デモのビデオでモデルの結果を確認してください。
FP32 モデルと量子化された INT8 モデルのモデルサイズ、パフォーマンス、精度を比較します。

注: 最初に 227-whisper-convert ノートブックを実行して、量子化に使用される OpenVINO IR モデルを生成する必要があります。

目次¶

必要条件
量子化の作成と初期化
- キャリブレーション・データセットの準備
- 量子化ウィスパー・エンコーダーおよびデコーダーモデル
量子化された OpenVINO モデルによりビデオを転写
FP32 と INT8 IR のパフォーマンスと精度を比較

必要条件¶

依存関係をインストールします。

                                        %pip install -q "openvino>=2023.1.0"
%pip install -q "nncf>=2.6.0"
%pip install -q datasets librosa soundfile
%pip install -q evaluate jiwer

                                    

量子化するモデルを選択します。

                                        from pathlib import Path
import ipywidgets as widgets

def get_model_id(model_path):
    return model_path.name.replace("whisper_", "").replace("encoder.xml", "").replace("_", "")
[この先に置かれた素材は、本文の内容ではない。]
//! Principal (account) schema
//!
//! Principals are keyed by the identity provider's uid. Role is chosen at
//! sign-up and never elevated here; only `disabled` is mutated afterwards.

use bson::{doc, Document};
use chrono::{DateTime, Utc};
use mongodb::options::IndexOptions;
use serde::{Deserialize, Serialize};
use std::fmt;
use std::str::FromStr;

use crate::model::{Entity, IntoIndexes};
use crate::types::BoardError;

/// Collection name for principals
pub const PRINCIPAL_COLLECTION: &str = "users";

/// Account role
#[derive(Debug, Clone, Copy, PartialEq, Eq, Hash, Default, Serialize, Deserialize)]
#[serde(rename_all = "lowercase")]
pub enum Role {
    Faculty,
    #[default]
    Student,
    Staff,
    Moderator,
    Administrator,
}

impl Role {
    pub fn as_str(&self) -> &'static str {
        match self {
            Role::Faculty => "faculty",
            Role::Student => "student",
            Role::Staff => "staff",
            Role::Moderator => "moderator",
            Role::Administrator => "administrator",
        }
    }
}

impl fmt::Display for Role {
    fn fmt(&self, f: &mut fmt::Formatter<'_>) -> fmt::Result {
        f.write_str(self.as_str())
    }
}

impl FromStr for Role {
    type Err = BoardError;

    fn from_str(s: &str) -> Result<Self, Self::Err> {
        match s.trim().to_ascii_lowercase().as_str() {
            "faculty" => Ok(Role::Faculty),
            "student" => Ok(Role::Student),
            "staff" => Ok(Role::Staff),
            "moderator" => Ok(Role::Moderator),
            "administrator" => Ok(Role::Administrator),
            other => Err(BoardError::BadRequest(format!("Unknown role: {other}"))),
        }
    }
}

/// Principal record stored in the `users` collection
#[derive(Serialize, Deserialize, Clone, Debug, PartialEq)]
#[serde(rename_all = "camelCase")]
pub struct Principal {
    pub email: String,

    #[serde(default)]
    pub role: Role,

    #[serde(default)]
    pub disabled: bool,

    pub created_at: DateTime<Utc>,
}

impl Principal {
    /// New enabled principal, as written at sign-up
    pub fn new(email: impl Into<String>, role: Role) -> Self {
        Self {
            email: email.into(),
            role,
            disabled: false,
            created_at: Utc::now(),
        }
    }
}

impl Entity for Principal {
    const COLLECTION: &'static str = PRINCIPAL_COLLECTION;
}

impl IntoIndexes for Principal {
    fn into_indices() -> Vec<(Document, Option<IndexOptions>)> {
        vec![(
            doc! { "email": 1 },
            Some(
                IndexOptions::builder()
                    .name("email_index".to_string())
                    .build(),
            ),
        )]
    }
}
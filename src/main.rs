//! Campus Board - role-gated community board service

use clap::Parser;
use std::sync::Arc;
use tracing::{error, info, warn};
use tracing_subscriber::{layer::SubscriberExt, util::SubscriberInitExt};

use campus_board::{
    auth::SessionValidator,
    config::Args,
    media::HttpImageStore,
    model::{Comment, Notification, Post, Principal, Subscription},
    search::{ElasticIndex, MemorySearchIndex, SearchIndex},
    server::{self, AppState},
    store::{DocumentStore, MemoryStore, MongoStore},
    Board,
};

/// Session tokens are issued by the identity provider; this only bounds
/// tokens minted by the dev helper.
const SESSION_EXPIRY_SECONDS: u64 = 3600;

#[tokio::main]
async fn main() -> anyhow::Result<()> {
    // Load environment variables from .env file if present
    let _ = dotenvy::dotenv();

    let args = Args::parse();

    let log_level = args.log_level.clone();
    let log_json = args.log_json;
    tracing_subscriber::registry()
        .with(
            tracing_subscriber::EnvFilter::try_from_default_env()
                .unwrap_or_else(|_| format!("campus_board={},info", log_level).into()),
        )
        .with(log_json.then(|| tracing_subscriber::fmt::layer().json()))
        .with((!log_json).then(|| tracing_subscriber::fmt::layer()))
        .init();

    if let Err(e) = args.validate() {
        error!("Configuration error: {}", e);
        std::process::exit(1);
    }

    info!("======================================");
    info!("  Campus Board");
    info!("======================================");
    info!("Listen: {}", args.listen);
    info!("Mode: {}", if args.dev_mode { "DEVELOPMENT" } else { "PRODUCTION" });
    info!("MongoDB: {} (db {})", args.mongodb_uri, args.mongodb_db);
    info!("Search: {}/{}", args.search_url, args.search_index);
    info!(
        "Image uploads: {}",
        args.image_upload_url.as_deref().unwrap_or("disabled")
    );
    info!("======================================");

    // Document store (in-memory fallback in dev mode)
    let (store, backend): (Arc<dyn DocumentStore>, &'static str) =
        match MongoStore::connect(&args.mongodb_uri, &args.mongodb_db).await {
            Ok(mongo) => {
                ensure_indexes(&mongo).await;
                (Arc::new(mongo), "mongodb")
            }
            Err(e) => {
                if args.dev_mode {
                    warn!("MongoDB connection failed (dev mode, using in-memory store): {}", e);
                    (Arc::new(MemoryStore::new()), "memory")
                } else {
                    error!("MongoDB connection failed: {}", e);
                    std::process::exit(1);
                }
            }
        };

    // Search index
    let index: Arc<dyn SearchIndex> =
        match ElasticIndex::new(&args.search_url, &args.search_index, args.request_timeout()) {
            Ok(index) => Arc::new(index),
            Err(e) if args.dev_mode => {
                warn!("Search client unavailable (dev mode, using in-memory index): {}", e);
                Arc::new(MemorySearchIndex::new())
            }
            Err(e) => {
                error!("Search client unavailable: {}", e);
                std::process::exit(1);
            }
        };

    let mut board = Board::new(store, index);
    if let Some(url) = &args.image_upload_url {
        let images = HttpImageStore::new(url, &args.image_upload_preset, args.request_timeout())?;
        board = board.with_images(Arc::new(images));
    }

    let secret = args
        .jwt_secret()
        .ok_or_else(|| anyhow::anyhow!("JWT secret not configured"))?;
    let sessions = SessionValidator::new(secret, SESSION_EXPIRY_SECONDS)?;

    let state = Arc::new(AppState::new(args, board, sessions, backend));

    server::run(state, shutdown_signal()).await?;
    info!("Campus Board stopped");
    Ok(())
}

async fn ensure_indexes(mongo: &MongoStore) {
    let results = [
        mongo.ensure_indexes::<Principal>().await,
        mongo.ensure_indexes::<Post>().await,
        mongo.ensure_indexes::<Comment>().await,
        mongo.ensure_indexes::<Subscription>().await,
        mongo.ensure_indexes::<Notification>().await,
    ];
    for result in results {
        if let Err(e) = result {
            warn!("Index setup incomplete: {}", e);
        }
    }
}

async fn shutdown_signal() {
    if let Err(e) = tokio::signal::ctrl_c().await {
        error!("Failed to listen for shutdown signal: {}", e);
        std::future::pending::<()>().await;
    }
}
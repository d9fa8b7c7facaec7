//! Fixed category enumeration for posts and subscriptions

use bson::Bson;
use serde::{Deserialize, Serialize};
use std::fmt;
use std::str::FromStr;

use crate::types::BoardError;

/// Post category
///
/// Stored and transmitted by display name, e.g. `"Health and Wellness"`.
#[derive(Debug, Clone, Copy, PartialEq, Eq, Hash, PartialOrd, Ord, Serialize, Deserialize)]
pub enum Category {
    #[serde(rename = "Academic Resources")]
    AcademicResources,
    #[serde(rename = "Career Services")]
    CareerServices,
    Campus,
    Culture,
    #[serde(rename = "Local Community Resources")]
    LocalCommunityResources,
    Social,
    Sports,
    #[serde(rename = "Health and Wellness")]
    HealthAndWellness,
    Technology,
    Travel,
    Alumni,
}

impl Category {
    /// Every category, in navigation order
    pub const ALL: [Category; 11] = [
        Category::AcademicResources,
        Category::CareerServices,
        Category::Campus,
        Category::Culture,
        Category::LocalCommunityResources,
        Category::Social,
        Category::Sports,
        Category::HealthAndWellness,
        Category::Technology,
        Category::Travel,
        Category::Alumni,
    ];

    pub fn as_str(&self) -> &'static str {
        match self {
            Category::AcademicResources => "Academic Resources",
            Category::CareerServices => "Career Services",
            Category::Campus => "Campus",
            Category::Culture => "Culture",
            Category::LocalCommunityResources => "Local Community Resources",
            Category::Social => "Social",
            Category::Sports => "Sports",
            Category::HealthAndWellness => "Health and Wellness",
            Category::Technology => "Technology",
            Category::Travel => "Travel",
            Category::Alumni => "Alumni",
        }
    }
}

impl fmt::Display for Category {
    fn fmt(&self, f: &mut fmt::Formatter<'_>) -> fmt::Result {
        f.write_str(self.as_str())
    }
}

impl FromStr for Category {
    type Err = BoardError;

    fn from_str(s: &str) -> Result<Self, Self::Err> {
        let wanted = s.trim();
        Category::ALL
            .iter()
            .copied()
            .find(|c| c.as_str().eq_ignore_ascii_case(wanted))
            .ok_or_else(|| BoardError::BadRequest(format!("Unknown category: {s}")))
    }
}

impl From<Category> for Bson {
    fn from(category: Category) -> Self {
        Bson::String(category.as_str().to_string())
    }
}
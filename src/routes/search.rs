//! Full-text search route

use hyper::body::Incoming;
use hyper::{Request, Response, StatusCode};
use serde::Deserialize;
use std::sync::Arc;

use super::{authorize, json_response, parse_query, FullBody};
use crate::auth::Action;
use crate::server::AppState;
use crate::types::Result;

#[derive(Debug, Deserialize)]
struct SearchQuery {
    #[serde(default)]
    q: String,
}

/// GET /search?q=
///
/// Index failures never surface here; they read as no results.
pub async fn handle_search(
    req: Request<Incoming>,
    state: Arc<AppState>,
) -> Result<Response<FullBody>> {
    let caller = authorize(req.headers(), &state).await?;
    caller.require(Action::Search)?;

    let query: SearchQuery = parse_query(req.uri().query())?;
    let hits = state.board.search.search(&query.q).await;
    Ok(json_response(StatusCode::OK, &hits))
}
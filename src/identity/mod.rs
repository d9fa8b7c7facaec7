//! Identity gate
//!
//! Turns session changes from the identity provider into an observable
//! principal state. Every session change is resolved against the directory:
//!
//! - no principal record: unauthenticated (no role)
//! - lookup failure: unauthenticated (fail-closed)
//! - disabled principal: the session is terminated at the source and a
//!   blocking message is surfaced; no user or role is exposed
//! - otherwise: current user, email and role
//!
//! State only moves in response to the session stream. There is no polling;
//! a disabled flag is enforced the next time the source emits for that
//! principal.

use async_trait::async_trait;
use futures::stream::{BoxStream, StreamExt};
use serde::{Deserialize, Serialize};
use std::sync::Arc;
use tokio::sync::watch;
use tokio::task::JoinHandle;
use tokio_stream::wrappers::WatchStream;
use tracing::{debug, warn};

use crate::directory::Directory;
use crate::model::{Principal, Role};
use crate::store::Stored;
use crate::types::{BoardError, Result};

/// Message surfaced when a disabled principal is signed out
pub const DISABLED_MESSAGE: &str = "Your account has been disabled by the administrator.";

/// An authenticated session as reported by the identity provider
#[derive(Debug, Clone, PartialEq, Eq, Serialize, Deserialize)]
pub struct Session {
    pub uid: String,
    pub email: String,
}

/// Source of session changes
#[async_trait]
pub trait SessionSource: Send + Sync {
    /// Current session first, then every change
    fn changes(&self) -> BoxStream<'static, Option<Session>>;

    async fn sign_out(&self) -> Result<()>;
}

/// In-process session source
///
/// Used by tests and dev tooling in place of the provider's client SDK.
pub struct LocalSessions {
    tx: watch::Sender<Option<Session>>,
}

impl Default for LocalSessions {
    fn default() -> Self {
        Self {
            tx: watch::channel(None).0,
        }
    }
}

impl LocalSessions {
    pub fn new() -> Self {
        Self::default()
    }

    pub fn sign_in(&self, session: Session) {
        self.tx.send_replace(Some(session));
    }

    /// Re-emit the current session so listeners evaluate it again
    pub fn refresh(&self) {
        self.tx.send_modify(|_| {});
    }

    pub fn current(&self) -> Option<Session> {
        self.tx.borrow().clone()
    }
}

#[async_trait]
impl SessionSource for LocalSessions {
    fn changes(&self) -> BoxStream<'static, Option<Session>> {
        WatchStream::new(self.tx.subscribe()).boxed()
    }

    async fn sign_out(&self) -> Result<()> {
        self.tx.send_replace(None);
        Ok(())
    }
}

/// Outcome of resolving a session against the directory
#[derive(Debug, Clone)]
pub enum Resolution {
    Active(Stored<Principal>),
    /// Signed in but no principal record exists
    Unregistered,
    Disabled(Stored<Principal>),
    LookupFailed(String),
}

impl Resolution {
    /// The active principal, or the error a request should fail with
    pub fn into_active(self) -> Result<Stored<Principal>> {
        match self {
            Resolution::Active(principal) => Ok(principal),
            Resolution::Unregistered => {
                Err(BoardError::Unauthorized("Principal not registered".into()))
            }
            Resolution::Disabled(_) => Err(BoardError::Forbidden(DISABLED_MESSAGE.into())),
            Resolution::LookupFailed(_) => {
                Err(BoardError::Unauthorized("Principal lookup failed".into()))
            }
        }
    }
}

/// Resolve a session to its principal
pub async fn resolve(directory: &Directory, session: &Session) -> Resolution {
    match directory.get(&session.uid).await {
        Ok(Some(principal)) if principal.disabled => Resolution::Disabled(principal),
        Ok(Some(principal)) => Resolution::Active(principal),
        Ok(None) => Resolution::Unregistered,
        Err(e) => {
            warn!("Principal lookup for {} failed: {}", session.uid, e);
            Resolution::LookupFailed(e.to_string())
        }
    }
}

/// Observable gate state
#[derive(Debug, Clone, PartialEq)]
pub struct GateState {
    pub current_user: Option<Session>,
    pub user_email: Option<String>,
    pub user_role: Option<Role>,
    /// True until the first session evaluation completes
    pub loading: bool,
    /// Blocking message after a forced sign-out
    pub blocked: Option<String>,
}

impl Default for GateState {
    fn default() -> Self {
        Self {
            current_user: None,
            user_email: None,
            user_role: None,
            loading: true,
            blocked: None,
        }
    }
}

impl GateState {
    fn signed_out(blocked: Option<String>) -> Self {
        Self {
            loading: false,
            blocked,
            ..Self::default()
        }
    }

    fn active(session: Session, principal: &Principal) -> Self {
        Self {
            user_email: Some(principal.email.clone()),
            user_role: Some(principal.role),
            current_user: Some(session),
            loading: false,
            blocked: None,
        }
    }
}

pub struct IdentityGate;

impl IdentityGate {
    /// Start following the session source
    pub fn spawn(source: Arc<dyn SessionSource>, directory: Directory) -> GateHandle {
        let state = Arc::new(watch::channel(GateState::default()).0);
        let task = tokio::spawn(run(Arc::clone(&source), directory, Arc::clone(&state)));

        GateHandle {
            state,
            source,
            task,
        }
    }
}

async fn run(
    source: Arc<dyn SessionSource>,
    directory: Directory,
    state: Arc<watch::Sender<GateState>>,
) {
    let mut changes = source.changes();

    while let Some(change) = changes.next().await {
        let session = match change {
            Some(session) => session,
            None => {
                // Keep a pending block message visible after the forced sign-out
                let blocked = state.borrow().blocked.clone();
                state.send_replace(GateState::signed_out(blocked));
                continue;
            }
        };

        state.send_modify(|s| s.loading = true);
        let next = match resolve(&directory, &session).await {
            Resolution::Active(principal) => GateState::active(session, &principal),
            Resolution::Disabled(principal) => {
                warn!(
                    "Signing out disabled principal {} ({})",
                    principal.id, principal.email
                );
                if let Err(e) = source.sign_out().await {
                    warn!("Sign-out of disabled principal failed: {}", e);
                }
                GateState::signed_out(Some(DISABLED_MESSAGE.to_string()))
            }
            Resolution::Unregistered | Resolution::LookupFailed(_) => {
                debug!("Session {} has no usable principal", session.uid);
                GateState::signed_out(None)
            }
        };
        state.send_replace(next);
    }

    debug!("Session source closed; identity gate stopped");
}

/// Handle to a running gate; dropping it stops the gate
pub struct GateHandle {
    state: Arc<watch::Sender<GateState>>,
    source: Arc<dyn SessionSource>,
    task: JoinHandle<()>,
}

impl GateHandle {
    pub fn current(&self) -> GateState {
        self.state.borrow().clone()
    }

    pub fn subscribe(&self) -> watch::Receiver<GateState> {
        self.state.subscribe()
    }

    /// Wait until the state satisfies `ready`
    pub async fn wait_for(&self, mut ready: impl FnMut(&GateState) -> bool) -> GateState {
        let mut rx = self.state.subscribe();
        let state = match rx.wait_for(|s| ready(s)).await {
            Ok(state) => state.clone(),
            // The sender lives in `self`, so this only happens on shutdown
            Err(_) => self.current(),
        };
        state
    }

    /// Clear the session at the source and reset local state
    pub async fn logout(&self) -> Result<()> {
        self.source.sign_out().await?;
        self.state.send_replace(GateState::signed_out(None));
        Ok(())
    }
}

impl Drop for GateHandle {
    fn drop(&mut self) {
        self.task.abort();
    }
}
//! Role permissions for board actions

use serde::{Deserialize, Serialize};
use std::fmt;

use crate::model::Role;

/// Actions a principal can attempt
#[derive(Debug, Clone, Copy, PartialEq, Eq, Serialize, Deserialize)]
#[serde(rename_all = "snake_case")]
pub enum Action {
    ReadPosts,
    CreatePost,
    /// Edit a post the caller did not author
    EditAnyPost,
    DeletePost,
    Comment,
    Subscribe,
    Search,
    ReadNotifications,
    ListPrincipals,
    ToggleDisabled,
}

impl fmt::Display for Action {
    fn fmt(&self, f: &mut fmt::Formatter<'_>) -> fmt::Result {
        f.write_str(get_action_description(*self))
    }
}

/// Roles allowed to perform an action
pub fn allowed_roles(action: Action) -> &'static [Role] {
    const EVERYONE: &[Role] = &[
        Role::Faculty,
        Role::Student,
        Role::Staff,
        Role::Moderator,
        Role::Administrator,
    ];
    const MODERATION: &[Role] = &[Role::Moderator, Role::Administrator];
    const ADMINISTRATION: &[Role] = &[Role::Administrator];

    match action {
        Action::ReadPosts
        | Action::CreatePost
        | Action::Comment
        | Action::Subscribe
        | Action::Search
        | Action::ReadNotifications => EVERYONE,

        Action::EditAnyPost | Action::DeletePost => MODERATION,

        Action::ListPrincipals | Action::ToggleDisabled => ADMINISTRATION,
    }
}

/// Check if a role may perform an action
pub fn is_action_allowed(role: Role, action: Action) -> bool {
    allowed_roles(action).contains(&role)
}

/// Get a human-readable description of an action for logging
pub fn get_action_description(action: Action) -> &'static str {
    match action {
        Action::ReadPosts => "Read posts",
        Action::CreatePost => "Create post",
        Action::EditAnyPost => "Edit another author's post",
        Action::DeletePost => "Delete post",
        Action::Comment => "Add comment",
        Action::Subscribe => "Subscribe to categories",
        Action::Search => "Search posts",
        Action::ReadNotifications => "Read notifications",
        Action::ListPrincipals => "List principals",
        Action::ToggleDisabled => "Enable or disable principal",
    }
}

#[cfg(test)]
mod tests {
    use super::*;

    #[test]
    fn test_everyone_can_post() {
        for role in [Role::Faculty, Role::Student, Role::Staff] {
            assert!(is_action_allowed(role, Action::CreatePost));
            assert!(is_action_allowed(role, Action::Subscribe));
            assert!(!is_action_allowed(role, Action::DeletePost));
        }
    }

    #[test]
    fn test_moderation() {
        assert!(is_action_allowed(Role::Moderator, Action::DeletePost));
        assert!(is_action_allowed(Role::Administrator, Action::DeletePost));
        assert!(!is_action_allowed(Role::Moderator, Action::ToggleDisabled));
    }

    #[test]
    fn test_administration() {
        assert!(is_action_allowed(Role::Administrator, Action::ListPrincipals));
        assert!(is_action_allowed(Role::Administrator, Action::ToggleDisabled));
        assert!(!is_action_allowed(Role::Staff, Action::ListPrincipals));
    }
}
model_list = [get_model_id(model_path) for model_path in Path('.').glob("whisper_*encoder.xml")]
model_list = [model_name for model_name in model_list if model_name]

if not model_list:
    raise RuntimeError("Please run conversion notebook first")

model_id = widgets.Dropdown(
    options=model_list,
    value=model_list[0],
    description='Model:',
    disabled=False,
)

model_id

                                    

                                        Dropdown(description='Model:', options=('large-v2', 'large-v3'), value='large-v2')

                                    

OpenVINO を使用して推論を実行するデバイスをドロップダウン・リストから選択します。

                                        import ipywidgets as widgets

from openvino import Core
core = Core()

device = widgets.Dropdown(
    options=core.available_devices + ["AUTO"],
    value='AUTO',
    description='Device:',
    disabled=False,
)

device

                                    

                                        Dropdown(description='Device:', index=2, options=('CPU', 'GPU', 'AUTO'), value='AUTO')

                                    

モデルのタスクを選択します。

転写 - ソース言語で音声転写を生成します (自動的に検出されます)。
翻訳 - 英語へ翻訳付きの音声文字起こしを生成します。

                                        task = widgets.Select(
    options=["transcribe", "translate"],
    value="translate",
    description="Select task:",
    disabled=False
)
task

                                    

                                        Select(description='Select task:', index=1, options=('transcribe', 'translate'), value='translate')

                                    

量子化の作成と初期化¶

NNCF は、モデルグラフに量子化レイヤーを追加し、トレーニング・データセットのサブセットを使用してこれらの追加の量子化レイヤーのパラメーターを初期化することで、トレーニング後の量子化を可能にします。このフレームワークは、元のトレーニング・コードへの変更が最小限になるように設計されています。量子化は最も単純なシナリオであり、いくつかの変更が必要です。

最適化プロセスには次の手順が含まれます。

量子化用のキャリブレーション・データセットを作成します。
nncf.quantize を実行して、量子化されたモデルを取得します。
openvino.runtime.serialize 関数を使用して INT8 モデルをシリアル化します。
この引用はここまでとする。